Stored items:
------------------------------------
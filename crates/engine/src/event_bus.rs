// SPDX-License-Identifier: BUSL-1.1
// Copyright (c) 2026 Alfred Jean LLC

//! Cross-thread FIFO of terminal-transition events with a bounded,
//! cancellable wait.
//!
//! Producers are VM-supervisor exit callbacks; consumers are `wait_next_event`
//! tool handlers running on the RPC worker pool. Unlike the teacher's
//! WAL-backed `EventBus`, this bus does not persist events: restart recovery
//! (spec.md §4.G) is driven by scanning `task.json` files, not by replaying
//! the bus, so durability here would be a concern the spec doesn't ask for.

use mvm_core::Event;
use std::future::Future;
use std::time::Duration;
use tokio::sync::{mpsc, Mutex as AsyncMutex};

/// Outcome of a single `wait_next` call.
#[derive(Debug)]
pub enum WaitOutcome {
    Event(Event),
    Timeout,
    Cancelled,
}

/// Process-wide bounded FIFO of [`Event`]s.
///
/// `emit` never blocks and never drops. Multiple concurrent `wait_next`
/// callers serialize on an internal async mutex around the single receiver,
/// so each event is handed to exactly one waiter (the "single-consumer per
/// event" model spec.md §4.A calls for), while still allowing any number of
/// producers and waiters to be active at once.
#[derive(Clone)]
pub struct EventBus {
    tx: mpsc::UnboundedSender<Event>,
    rx: std::sync::Arc<AsyncMutex<mpsc::UnboundedReceiver<Event>>>,
}

impl EventBus {
    pub fn new() -> Self {
        let (tx, rx) = mpsc::unbounded_channel();
        Self {
            tx,
            rx: std::sync::Arc::new(AsyncMutex::new(rx)),
        }
    }

    /// Emit an event. Non-blocking; the only failure mode is every receiver
    /// having been dropped, which cannot happen while `self` is alive (the
    /// bus holds the receiver itself).
    pub fn emit(&self, event: Event) {
        let _ = self.tx.send(event);
    }

    /// Wait up to `timeout_ms` for the next event. `cancel` resolves when
    /// the host transport wants to abandon the wait (e.g. the client
    /// disconnected); pass `std::future::pending()` for callers with no
    /// cancellation source.
    pub async fn wait_next<C>(&self, timeout_ms: u64, cancel: C) -> WaitOutcome
    where
        C: Future<Output = ()>,
    {
        let mut rx = self.rx.lock().await;
        tokio::pin!(cancel);
        tokio::select! {
            biased;
            _ = &mut cancel => WaitOutcome::Cancelled,
            maybe_event = rx.recv() => match maybe_event {
                Some(event) => WaitOutcome::Event(event),
                // The bus owns both ends; a closed channel only happens if
                // `self.tx` was dropped, which never occurs for a live bus.
                None => WaitOutcome::Timeout,
            },
            _ = tokio::time::sleep(Duration::from_millis(timeout_ms)) => WaitOutcome::Timeout,
        }
    }
}

impl Default for EventBus {
    fn default() -> Self {
        Self::new()
    }
}

#[cfg(test)]
#[path = "event_bus_tests.rs"]
mod tests;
------------------------------------
# Assignment:
Write down again the exact lines running from the beginning of the data to the line containing "Producers are VM-supervisor", with both ends included.

# Task output:
filename crates/engine/src/event_bus.rs
// SPDX-License-Identifier: BUSL-1.1
// Copyright (c) 2026 Alfred Jean LLC

//! Cross-thread FIFO of terminal-transition events with a bounded,
//! cancellable wait.
//!
//! Producers are VM-supervisor exit callbacks; consumers are `wait_next_event`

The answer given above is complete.